> _EXERCISE MATERIAL_:

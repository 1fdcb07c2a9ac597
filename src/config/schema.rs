//! Configuration value types.
//!
//! Per-deployment constants (contract address, secrets slot/version,
//! subscription id) are data loaded at process start, never inline literals
//! at call sites. Unset numeric fields carry an explicit sentinel so a
//! config value is always constructible; the validator rejects sentinels
//! before first use.

use alloy::primitives::Address;
use std::path::PathBuf;

use crate::chain::{ChainDefinition, Wallet};
use crate::secrets::SecretsBundle;

/// Sentinel for an unconfigured numeric field.
pub const UNCONFIGURED_U64: u64 = u64::MAX;

/// Sentinel for an unconfigured secrets slot.
pub const UNCONFIGURED_SLOT: u8 = u8::MAX;

/// How the contract call references the distributed secrets. The two
/// variants correspond to the two deployed `sendRequest` shapes.
#[derive(Debug, Clone, PartialEq, Eq)]
pub enum SecretsReference {
    /// Secrets uploaded directly to the DON: slot plus version.
    DonHosted { slot_id: u8, version: u64 },
    /// Encrypted reference URLs produced by the indirect strategy.
    EncryptedUrls(Vec<u8>),
}

/// Everything one gift-request dispatch needs to know about its deployment.
///
/// Immutable value object; validated once immediately before first use.
#[derive(Debug, Clone, PartialEq, Eq)]
pub struct GiftContractConfig {
    /// The Functions consumer contract.
    pub contract_address: Address,
    /// Which secrets-distribution artifact populates the call.
    pub secrets: SecretsReference,
    /// Billing/authorization subscription for DON compute.
    pub subscription_id: u64,
    /// Chain the contract is deployed on.
    pub chain_name: String,
}

/// Settings for the gift-dispatch and balance commands.
#[derive(Debug)]
pub struct AgentSettings {
    pub wallet: Wallet,
    /// Sepolia (always present, session default) plus any catalog chain
    /// with an RPC override in the environment.
    pub chains: Vec<ChainDefinition>,
    pub contract: GiftContractConfig,
    /// Durable tier of the balance cache.
    pub cache_path: Option<PathBuf>,
}

/// Settings for a secrets-distribution run.
#[derive(Debug)]
pub struct SecretsDeploySettings {
    pub wallet: Wallet,
    /// The plaintext payload to distribute.
    pub bundle: SecretsBundle,
    /// Target DON identifier, bound into the ciphertext.
    pub don_id: String,
    /// Gateways for the direct strategy.
    pub gateway_urls: Vec<String>,
    /// Blob store token for the indirect strategy.
    pub github_token: Option<String>,
    /// Where the distribution record is persisted.
    pub record_path: PathBuf,
}
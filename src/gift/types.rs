//! Gift request types and error classification.

use alloy::primitives::{Address, Bytes, TxHash, U256};
use thiserror::Error;

use crate::chain::ChainError;
use crate::config::ValidationError;

/// Validated user intent: a gift code and the recipient address.
///
/// Both fields are mandatory; the upstream parameter extractor's output is
/// trusted for shape but still checked for emptiness here.
#[derive(Debug, Clone, PartialEq, Eq)]
pub struct GiftRequestParams {
    /// The gift code. Numeric gift ids are carried in decimal string form.
    pub code: String,
    /// Recipient address: 42-character `0x`-prefixed hex string.
    pub address: String,
}

impl GiftRequestParams {
    pub fn new(code: impl Into<String>, address: impl Into<String>) -> Self {
        Self {
            code: code.into(),
            address: address.into(),
        }
    }

    /// Reject empty or malformed parameters before anything touches a chain.
    pub fn validate(&self) -> Result<(), GiftError> {
        if self.code.trim().is_empty() {
            return Err(GiftError::InvalidParameters);
        }
        let address = self.address.trim();
        if address.len() != 42
            || !address.starts_with("0x")
            || !address[2..].chars().all(|c| c.is_ascii_hexdigit())
        {
            return Err(GiftError::InvalidParameters);
        }
        Ok(())
    }

    /// Parsed recipient address.
    pub fn recipient(&self) -> Result<Address, GiftError> {
        self.address
            .trim()
            .parse()
            .map_err(|_| GiftError::InvalidParameters)
    }
}

/// Handle for a submitted gift-request transaction.
///
/// Created only on successful submission, never mutated afterward. The call
/// moves no native currency, so `value` is always zero; `data` is a marker,
/// the structured arguments having been encoded by the contract binding.
#[derive(Debug, Clone, PartialEq, Eq)]
pub struct GiftTransaction {
    pub hash: TxHash,
    pub from: Address,
    pub to: Address,
    pub value: U256,
    pub data: Bytes,
}

/// Errors from gift-request dispatch.
#[derive(Debug, Error)]
pub enum GiftError {
    /// Gift code or recipient address missing/malformed.
    #[error("invalid parameters: gift code and recipient address are required")]
    InvalidParameters,

    /// A configuration field still held its unconfigured sentinel.
    #[error(transparent)]
    Config(#[from] ValidationError),

    /// Chain/session failure: unsupported or invalid chain, no signer.
    #[error(transparent)]
    Chain(#[from] ChainError),

    /// The signer cannot cover gas for the submission.
    #[error("insufficient funds for the transaction")]
    InsufficientFunds,

    /// The signer refused to authorize the transaction.
    #[error("transaction was rejected by the user")]
    UserRejected,

    /// Stale or colliding nonce; rebuild and resubmit.
    #[error("transaction nonce error - please try again")]
    NonceError,

    /// Anything else, preserving the underlying message.
    #[error("gift request failed: {0}")]
    SubmissionFailed(String),
}

/// Classify an underlying submission error message, in priority order.
///
/// Substring matching is the stable strategy for this transport; structured
/// chain errors bypass this function entirely.
pub fn classify_submission_error(message: &str) -> GiftError {
    let trimmed = message.trim();
    if trimmed.is_empty() {
        return GiftError::SubmissionFailed("unknown error".to_string());
    }
    let lower = trimmed.to_lowercase();
    if lower.contains("insufficient funds") {
        GiftError::InsufficientFunds
    } else if lower.contains("user rejected") {
        GiftError::UserRejected
    } else if lower.contains("nonce") {
        GiftError::NonceError
    } else {
        GiftError::SubmissionFailed(trimmed.to_string())
    }
}

#[cfg(test)]
mod tests {
    use super::*;

    const GOOD_ADDRESS: &str = "0x1234567890123456789012345678901234567890";

    #[test]
    fn valid_params_pass() {
        let params = GiftRequestParams::new("898770", GOOD_ADDRESS);
        assert!(params.validate().is_ok());
        assert_eq!(
            params.recipient().unwrap().to_string().to_lowercase(),
            GOOD_ADDRESS
        );
    }

    #[test]
    fn empty_code_fails() {
        let params = GiftRequestParams::new("", GOOD_ADDRESS);
        assert!(matches!(
            params.validate(),
            Err(GiftError::InvalidParameters)
        ));
    }

    #[test]
    fn malformed_address_fails() {
        for address in ["", "0x1234", "1234567890123456789012345678901234567890xx"] {
            let params = GiftRequestParams::new("898770", address);
            assert!(
                matches!(params.validate(), Err(GiftError::InvalidParameters)),
                "address {:?} should be rejected",
                address
            );
        }
    }

    #[test]
    fn classification_priority() {
        assert!(matches!(
            classify_submission_error("err: insufficient funds for gas * price + value"),
            GiftError::InsufficientFunds
        ));
        assert!(matches!(
            classify_submission_error("User rejected the request"),
            GiftError::UserRejected
        ));
        assert!(matches!(
            classify_submission_error("nonce too low"),
            GiftError::NonceError
        ));
        match classify_submission_error("execution reverted") {
            GiftError::SubmissionFailed(msg) => assert_eq!(msg, "execution reverted"),
            other => panic!("unexpected classification: {:?}", other),
        }
    }

    #[test]
    fn empty_message_maps_to_unknown() {
        match classify_submission_error("  ") {
            GiftError::SubmissionFailed(msg) => assert_eq!(msg, "unknown error"),
            other => panic!("unexpected classification: {:?}", other),
        }
    }
}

> _WORK TO BE COMPLETED_:
Nothing should be left out when the listing is retyped exactly.

> _RESPONSE TO THIS TASK_:
repository 1fdcb07c2a9ac597
filename src/config/schema.rs
//! Configuration value types.
//!
//! Per-deployment constants (contract address, secrets slot/version,
//! subscription id) are data loaded at process start, never inline literals
//! at call sites. Unset numeric fields carry an explicit sentinel so a
//! config value is always constructible; the validator rejects sentinels
//! before first use.

use alloy::primitives::Address;
use std::path::PathBuf;

use crate::chain::{ChainDefinition, Wallet};
use crate::secrets::SecretsBundle;

/// Sentinel for an unconfigured numeric field.
pub const UNCONFIGURED_U64: u64 = u64::MAX;

/// Sentinel for an unconfigured secrets slot.
pub const UNCONFIGURED_SLOT: u8 = u8::MAX;

/// How the contract call references the distributed secrets. The two
/// variants correspond to the two deployed `sendRequest` shapes.
#[derive(Debug, Clone, PartialEq, Eq)]
pub enum SecretsReference {
    /// Secrets uploaded directly to the DON: slot plus version.
    DonHosted { slot_id: u8, version: u64 },
    /// Encrypted reference URLs produced by the indirect strategy.
    EncryptedUrls(Vec<u8>),
}

/// Everything one gift-request dispatch needs to know about its deployment.
///
/// Immutable value object; validated once immediately before first use.
#[derive(Debug, Clone, PartialEq, Eq)]
pub struct GiftContractConfig {
    /// The Functions consumer contract.
    pub contract_address: Address,
    /// Which secrets-distribution artifact populates the call.
    pub secrets: SecretsReference,
    /// Billing/authorization subscription for DON compute.
    pub subscription_id: u64,
    /// Chain the contract is deployed on.
    pub chain_name: String,
}

/// Settings for the gift-dispatch and balance commands.
#[derive(Debug)]
pub struct AgentSettings {
    pub wallet: Wallet,
    /// Sepolia (always present, session default) plus any catalog chain
    /// with an RPC override in the environment.
    pub chains: Vec<ChainDefinition>,
    pub contract: GiftContractConfig,
    /// Durable tier of the balance cache.
    pub cache_path: Option<PathBuf>,
}

/// Settings for a secrets-distribution run.
#[derive(Debug)]
pub struct SecretsDeploySettings {
    pub wallet: Wallet,
    /// The plaintext payload to distribute.
    pub bundle: SecretsBundle,
    /// Target DON identifier, bound into the ciphertext.
    pub don_id: String,
    /// Gateways for the direct strategy.
    pub gateway_urls: Vec<String>,
    /// Blob store token for the indirect strategy.
    pub github_token: Option<String>,
    /// Where the distribution record is persisted.
    pub record_path: PathBuf,
}
filename src/gift/types.rs
//! Gift request types and error classification.

use alloy::primitives::{Address, Bytes, TxHash, U256};
use thiserror::Error;

use crate::chain::ChainError;
use crate::config::ValidationError;

/// Validated user intent: a gift code and the recipient address.
///
/// Both fields are mandatory; the upstream parameter extractor's output is
/// trusted for shape but still checked for emptiness here.
#[derive(Debug, Clone, PartialEq, Eq)]
pub struct GiftRequestParams {
    /// The gift code. Numeric gift ids are carried in decimal string form.
    pub code: String,
    /// Recipient address: 42-character `0x`-prefixed hex string.
    pub address: String,
}

impl GiftRequestParams {
    pub fn new(code: impl Into<String>, address: impl Into<String>) -> Self {
        Self {
            code: code.into(),
            address: address.into(),
        }
    }

    /// Reject empty or malformed parameters before anything touches a chain.
    pub fn validate(&self) -> Result<(), GiftError> {
        if self.code.trim().is_empty() {
            return Err(GiftError::InvalidParameters);
        }
        let address = self.address.trim();
        if address.len() != 42
            || !address.starts_with("0x")
            || !address[2..].chars().all(|c| c.is_ascii_hexdigit())
        {
            return Err(GiftError::InvalidParameters);
        }
        Ok(())
    }

    /// Parsed recipient address.
    pub fn recipient(&self) -> Result<Address, GiftError> {
        self.address
            .trim()
            .parse()
            .map_err(|_| GiftError::InvalidParameters)
    }
}

/// Handle for a submitted gift-request transaction.
///
/// Created only on successful submission, never mutated afterward. The call
/// moves no native currency, so `value` is always zero; `data` is a marker,
/// the structured arguments having been encoded by the contract binding.
#[derive(Debug, Clone, PartialEq, Eq)]
pub struct GiftTransaction {
    pub hash: TxHash,
    pub from: Address,
    pub to: Address,
    pub value: U256,
    pub data: Bytes,
}

/// Errors from gift-request dispatch.
#[derive(Debug, Error)]
pub enum GiftError {
    /// Gift code or recipient address missing/malformed.
    #[error("invalid parameters: gift code and recipient address are required")]
    InvalidParameters,

    /// A configuration field still held its unconfigured sentinel.
    #[error(transparent)]
    Config(#[from] ValidationError),

    /// Chain/session failure: unsupported or invalid chain, no signer.
    #[error(transparent)]
    Chain(#[from] ChainError),

    /// The signer cannot cover gas for the submission.
    #[error("insufficient funds for the transaction")]
    InsufficientFunds,

    /// The signer refused to authorize the transaction.
    #[error("transaction was rejected by the user")]
    UserRejected,

    /// Stale or colliding nonce; rebuild and resubmit.
    #[error("transaction nonce error - please try again")]
    NonceError,

    /// Anything else, preserving the underlying message.
    #[error("gift request failed: {0}")]
    SubmissionFailed(String),
}

/// Classify an underlying submission error message, in priority order.
///
/// Substring matching is the stable strategy for this transport; structured
/// chain errors bypass this function entirely.
pub fn classify_submission_error(message: &str) -> GiftError {
    let trimmed = message.trim();
    if trimmed.is_empty() {
        return GiftError::SubmissionFailed("unknown error".to_string());
    }
    let lower = trimmed.to_lowercase();
    if lower.contains("insufficient funds") {
        GiftError::InsufficientFunds
    } else if lower.contains("user rejected") {
        GiftError::UserRejected
    } else if lower.contains("nonce") {
        GiftError::NonceError
    } else {
        GiftError::SubmissionFailed(trimmed.to_string())
    }
}

#[cfg(test)]
mod tests {
    use super::*;

    const GOOD_ADDRESS: &str = "0x1234567890123456789012345678901234567890";

    #[test]
    fn valid_params_pass() {
        let params = GiftRequestParams::new("898770", GOOD_ADDRESS);
        assert!(params.validate().is_ok());
        assert_eq!(
            params.recipient().unwrap().to_string().to_lowercase(),
            GOOD_ADDRESS
        );
    }

    #[test]
    fn empty_code_fails() {
        let params = GiftRequestParams::new("", GOOD_ADDRESS);
        assert!(matches!(
            params.validate(),
            Err(GiftError::InvalidParameters)
        ));
    }

    #[test]
    fn malformed_address_fails() {
        for address in ["", "0x1234", "1234567890123456789012345678901234567890xx"] {
            let params = GiftRequestParams::new("898770", address);
            assert!(
                matches!(params.validate(), Err(GiftError::InvalidParameters)),
                "address {:?} should be rejected",
                address
            );
        }
    }

    #[test]
    fn classification_priority() {
        assert!(matches!(
            classify_submission_error("err: insufficient funds for gas * price + value"),
            GiftError::InsufficientFunds
        ));
        assert!(matches!(
            classify_submission_error("User rejected the request"),
            GiftError::UserRejected
        ));
        assert!(matches!(
            classify_submission_error("nonce too low"),
            GiftError::NonceError
        ));
        match classify_submission_error("execution reverted") {
            GiftError::SubmissionFailed(msg) => assert_eq!(msg, "execution reverted"),
            other => panic!("unexpected classification: {:?}", other),
        }
    }

    #[test]
    fn empty_message_maps_to_unknown() {
        match classify_submission_error("  ") {
            GiftError::SubmissionFailed(msg) => assert_eq!(msg, "unknown error"),
            other => panic!("unexpected classification: {:?}", other),
        }
    }
}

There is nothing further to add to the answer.